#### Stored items
■ ■ ■ ■ ■ ■ ■
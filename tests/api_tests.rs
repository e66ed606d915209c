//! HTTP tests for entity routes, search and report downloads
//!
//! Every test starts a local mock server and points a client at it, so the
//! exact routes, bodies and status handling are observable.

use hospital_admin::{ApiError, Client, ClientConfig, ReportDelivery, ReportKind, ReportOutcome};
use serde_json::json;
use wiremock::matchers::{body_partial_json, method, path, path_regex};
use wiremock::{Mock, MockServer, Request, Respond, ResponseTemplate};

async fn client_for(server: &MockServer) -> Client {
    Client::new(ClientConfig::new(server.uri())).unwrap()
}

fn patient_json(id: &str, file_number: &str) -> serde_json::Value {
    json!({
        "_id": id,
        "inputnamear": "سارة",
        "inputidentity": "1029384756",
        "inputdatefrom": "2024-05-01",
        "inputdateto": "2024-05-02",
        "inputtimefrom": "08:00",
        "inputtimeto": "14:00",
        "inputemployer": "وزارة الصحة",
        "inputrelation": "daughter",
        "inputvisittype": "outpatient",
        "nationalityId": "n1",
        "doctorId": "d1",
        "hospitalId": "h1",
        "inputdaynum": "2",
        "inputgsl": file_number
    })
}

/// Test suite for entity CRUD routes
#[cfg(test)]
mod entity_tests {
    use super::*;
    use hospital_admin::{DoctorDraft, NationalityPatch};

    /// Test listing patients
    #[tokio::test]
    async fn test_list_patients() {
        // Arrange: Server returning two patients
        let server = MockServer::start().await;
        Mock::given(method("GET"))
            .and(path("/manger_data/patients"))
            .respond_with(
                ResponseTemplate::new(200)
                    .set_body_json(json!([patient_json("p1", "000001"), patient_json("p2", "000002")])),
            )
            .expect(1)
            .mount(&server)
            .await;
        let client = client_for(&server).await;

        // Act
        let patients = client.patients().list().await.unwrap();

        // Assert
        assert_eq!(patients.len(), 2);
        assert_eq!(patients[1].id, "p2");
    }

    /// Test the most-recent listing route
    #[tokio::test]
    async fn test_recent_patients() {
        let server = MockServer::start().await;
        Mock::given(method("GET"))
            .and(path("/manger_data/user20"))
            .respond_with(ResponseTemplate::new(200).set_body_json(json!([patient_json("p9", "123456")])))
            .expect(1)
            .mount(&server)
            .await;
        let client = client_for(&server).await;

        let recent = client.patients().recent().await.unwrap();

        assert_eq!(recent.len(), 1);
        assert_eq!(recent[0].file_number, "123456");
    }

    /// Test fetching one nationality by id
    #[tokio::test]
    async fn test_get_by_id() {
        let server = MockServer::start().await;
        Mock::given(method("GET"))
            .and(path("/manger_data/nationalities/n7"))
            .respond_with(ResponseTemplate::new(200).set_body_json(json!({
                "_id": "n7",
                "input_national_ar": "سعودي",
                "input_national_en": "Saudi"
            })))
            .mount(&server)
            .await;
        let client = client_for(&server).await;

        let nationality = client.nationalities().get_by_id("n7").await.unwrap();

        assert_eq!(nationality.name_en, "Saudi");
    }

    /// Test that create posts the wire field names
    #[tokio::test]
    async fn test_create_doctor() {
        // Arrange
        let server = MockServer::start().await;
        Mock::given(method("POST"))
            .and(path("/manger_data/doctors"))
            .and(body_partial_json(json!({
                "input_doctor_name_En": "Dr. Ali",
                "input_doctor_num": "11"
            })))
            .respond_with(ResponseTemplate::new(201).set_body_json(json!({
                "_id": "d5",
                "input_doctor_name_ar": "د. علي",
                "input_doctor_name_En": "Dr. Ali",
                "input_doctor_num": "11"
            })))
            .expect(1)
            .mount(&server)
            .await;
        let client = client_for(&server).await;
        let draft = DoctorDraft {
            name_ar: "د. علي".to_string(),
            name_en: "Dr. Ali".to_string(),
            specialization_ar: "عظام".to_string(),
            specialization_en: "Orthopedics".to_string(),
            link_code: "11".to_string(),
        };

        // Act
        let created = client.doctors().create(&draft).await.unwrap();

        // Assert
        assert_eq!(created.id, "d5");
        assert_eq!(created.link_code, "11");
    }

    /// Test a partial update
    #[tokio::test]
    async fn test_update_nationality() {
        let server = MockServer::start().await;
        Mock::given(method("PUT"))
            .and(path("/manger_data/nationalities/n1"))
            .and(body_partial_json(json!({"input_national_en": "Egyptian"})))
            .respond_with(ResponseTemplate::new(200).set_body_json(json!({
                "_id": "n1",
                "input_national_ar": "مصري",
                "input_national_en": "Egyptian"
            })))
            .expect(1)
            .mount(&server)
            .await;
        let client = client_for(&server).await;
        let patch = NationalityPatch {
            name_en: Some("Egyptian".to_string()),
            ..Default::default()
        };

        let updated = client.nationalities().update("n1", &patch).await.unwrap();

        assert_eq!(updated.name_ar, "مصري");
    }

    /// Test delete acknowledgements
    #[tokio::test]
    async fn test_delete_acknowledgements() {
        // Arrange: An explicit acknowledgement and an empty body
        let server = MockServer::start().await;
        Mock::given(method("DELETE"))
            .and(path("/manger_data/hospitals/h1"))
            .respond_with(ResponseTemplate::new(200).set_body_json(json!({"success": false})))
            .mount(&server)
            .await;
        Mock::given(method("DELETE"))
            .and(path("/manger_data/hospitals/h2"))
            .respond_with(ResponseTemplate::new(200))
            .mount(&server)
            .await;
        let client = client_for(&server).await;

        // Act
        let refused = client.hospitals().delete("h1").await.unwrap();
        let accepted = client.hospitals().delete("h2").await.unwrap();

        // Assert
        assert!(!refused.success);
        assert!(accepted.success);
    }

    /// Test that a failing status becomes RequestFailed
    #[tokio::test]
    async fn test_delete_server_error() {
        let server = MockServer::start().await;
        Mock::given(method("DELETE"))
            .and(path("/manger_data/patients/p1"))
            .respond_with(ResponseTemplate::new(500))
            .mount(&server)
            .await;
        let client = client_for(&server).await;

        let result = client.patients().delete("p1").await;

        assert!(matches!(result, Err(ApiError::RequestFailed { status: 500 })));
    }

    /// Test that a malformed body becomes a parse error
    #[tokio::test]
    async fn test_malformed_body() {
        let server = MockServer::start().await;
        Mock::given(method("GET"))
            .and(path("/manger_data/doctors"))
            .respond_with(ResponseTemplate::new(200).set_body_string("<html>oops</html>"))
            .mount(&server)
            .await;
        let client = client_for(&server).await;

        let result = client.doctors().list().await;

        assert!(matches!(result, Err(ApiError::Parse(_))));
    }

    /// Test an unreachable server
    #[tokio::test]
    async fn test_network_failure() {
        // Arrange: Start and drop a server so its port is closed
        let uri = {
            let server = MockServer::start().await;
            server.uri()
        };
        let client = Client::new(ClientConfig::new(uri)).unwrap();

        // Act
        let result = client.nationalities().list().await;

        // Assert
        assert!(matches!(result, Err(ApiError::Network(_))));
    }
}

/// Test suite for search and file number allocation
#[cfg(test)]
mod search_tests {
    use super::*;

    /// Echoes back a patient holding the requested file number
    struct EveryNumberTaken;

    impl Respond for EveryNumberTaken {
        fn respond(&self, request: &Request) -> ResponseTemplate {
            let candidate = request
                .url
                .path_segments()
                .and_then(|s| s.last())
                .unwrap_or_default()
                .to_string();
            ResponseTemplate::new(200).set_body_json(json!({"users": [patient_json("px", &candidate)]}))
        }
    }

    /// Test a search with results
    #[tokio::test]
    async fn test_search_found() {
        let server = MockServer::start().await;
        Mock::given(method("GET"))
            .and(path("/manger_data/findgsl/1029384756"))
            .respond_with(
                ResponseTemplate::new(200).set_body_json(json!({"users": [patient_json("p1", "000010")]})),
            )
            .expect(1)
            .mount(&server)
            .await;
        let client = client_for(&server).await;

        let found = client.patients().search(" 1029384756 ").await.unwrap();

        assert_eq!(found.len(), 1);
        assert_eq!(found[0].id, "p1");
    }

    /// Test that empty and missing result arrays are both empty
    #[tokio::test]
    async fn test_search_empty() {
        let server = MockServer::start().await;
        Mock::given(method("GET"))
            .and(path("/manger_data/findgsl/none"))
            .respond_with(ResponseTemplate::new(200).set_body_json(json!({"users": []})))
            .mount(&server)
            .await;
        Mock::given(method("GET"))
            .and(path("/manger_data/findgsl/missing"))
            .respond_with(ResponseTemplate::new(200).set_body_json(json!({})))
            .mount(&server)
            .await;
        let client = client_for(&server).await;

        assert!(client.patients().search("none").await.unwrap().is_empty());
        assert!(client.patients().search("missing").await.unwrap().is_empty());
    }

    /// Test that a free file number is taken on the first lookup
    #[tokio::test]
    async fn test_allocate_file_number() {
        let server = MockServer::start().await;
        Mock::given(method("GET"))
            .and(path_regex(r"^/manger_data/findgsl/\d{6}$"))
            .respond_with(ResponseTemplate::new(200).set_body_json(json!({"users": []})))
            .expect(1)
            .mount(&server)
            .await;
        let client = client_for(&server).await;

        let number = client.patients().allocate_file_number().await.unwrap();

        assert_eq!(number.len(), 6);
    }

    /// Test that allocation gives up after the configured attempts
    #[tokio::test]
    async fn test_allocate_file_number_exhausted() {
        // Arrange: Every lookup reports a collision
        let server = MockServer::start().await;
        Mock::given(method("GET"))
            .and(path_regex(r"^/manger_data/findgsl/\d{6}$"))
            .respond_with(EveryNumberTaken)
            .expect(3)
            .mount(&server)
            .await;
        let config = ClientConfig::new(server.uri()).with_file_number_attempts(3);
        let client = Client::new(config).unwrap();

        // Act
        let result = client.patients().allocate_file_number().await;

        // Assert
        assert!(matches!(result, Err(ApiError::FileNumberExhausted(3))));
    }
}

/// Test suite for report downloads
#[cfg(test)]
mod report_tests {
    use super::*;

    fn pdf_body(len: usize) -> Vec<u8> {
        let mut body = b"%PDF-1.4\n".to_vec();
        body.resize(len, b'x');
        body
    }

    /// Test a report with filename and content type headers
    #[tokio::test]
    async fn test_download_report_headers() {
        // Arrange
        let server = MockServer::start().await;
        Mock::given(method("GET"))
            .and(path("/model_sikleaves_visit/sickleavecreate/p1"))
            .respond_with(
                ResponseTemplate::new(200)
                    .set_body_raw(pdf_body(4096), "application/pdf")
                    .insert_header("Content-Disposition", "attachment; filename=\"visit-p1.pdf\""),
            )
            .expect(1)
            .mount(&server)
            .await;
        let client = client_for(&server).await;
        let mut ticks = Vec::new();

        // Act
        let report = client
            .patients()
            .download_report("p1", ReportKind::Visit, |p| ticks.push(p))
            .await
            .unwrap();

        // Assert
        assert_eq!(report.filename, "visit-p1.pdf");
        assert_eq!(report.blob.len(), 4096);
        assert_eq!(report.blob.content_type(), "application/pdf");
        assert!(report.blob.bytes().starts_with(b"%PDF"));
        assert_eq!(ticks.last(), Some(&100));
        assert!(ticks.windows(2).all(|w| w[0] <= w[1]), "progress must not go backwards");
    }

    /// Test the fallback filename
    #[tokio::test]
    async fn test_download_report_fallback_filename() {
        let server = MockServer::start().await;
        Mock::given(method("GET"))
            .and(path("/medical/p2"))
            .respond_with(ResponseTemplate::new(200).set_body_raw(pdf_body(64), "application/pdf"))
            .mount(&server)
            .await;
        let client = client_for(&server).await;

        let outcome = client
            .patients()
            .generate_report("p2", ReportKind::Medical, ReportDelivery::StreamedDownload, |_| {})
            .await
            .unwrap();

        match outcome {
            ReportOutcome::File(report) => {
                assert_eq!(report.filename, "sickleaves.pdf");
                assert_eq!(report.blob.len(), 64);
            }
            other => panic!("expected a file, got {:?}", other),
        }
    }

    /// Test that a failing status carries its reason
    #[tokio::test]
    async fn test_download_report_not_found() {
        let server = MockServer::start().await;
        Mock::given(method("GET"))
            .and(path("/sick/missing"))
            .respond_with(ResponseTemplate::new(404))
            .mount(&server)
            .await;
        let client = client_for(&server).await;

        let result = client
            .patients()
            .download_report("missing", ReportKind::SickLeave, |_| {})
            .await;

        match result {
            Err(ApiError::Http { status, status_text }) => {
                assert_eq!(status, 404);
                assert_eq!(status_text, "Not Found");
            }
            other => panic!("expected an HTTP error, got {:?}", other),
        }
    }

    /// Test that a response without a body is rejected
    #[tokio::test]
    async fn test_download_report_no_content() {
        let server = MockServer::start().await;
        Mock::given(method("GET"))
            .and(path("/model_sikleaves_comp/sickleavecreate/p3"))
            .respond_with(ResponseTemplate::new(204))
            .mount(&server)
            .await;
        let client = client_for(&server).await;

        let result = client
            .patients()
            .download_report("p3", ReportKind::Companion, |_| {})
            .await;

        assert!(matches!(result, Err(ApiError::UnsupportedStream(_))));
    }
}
■ ■ ■ ■ ■ ■ ■
Wherever the word "nationalities" occurs in the data above, copy the line it sits in.

#### SOLUTION FOR THIS PROBLEM
            .and(path("/manger_data/nationalities/n7"))
        let nationality = client.nationalities().get_by_id("n7").await.unwrap();
            .and(path("/manger_data/nationalities/n1"))
        let updated = client.nationalities().update("n1", &patch).await.unwrap();
        let result = client.nationalities().list().await;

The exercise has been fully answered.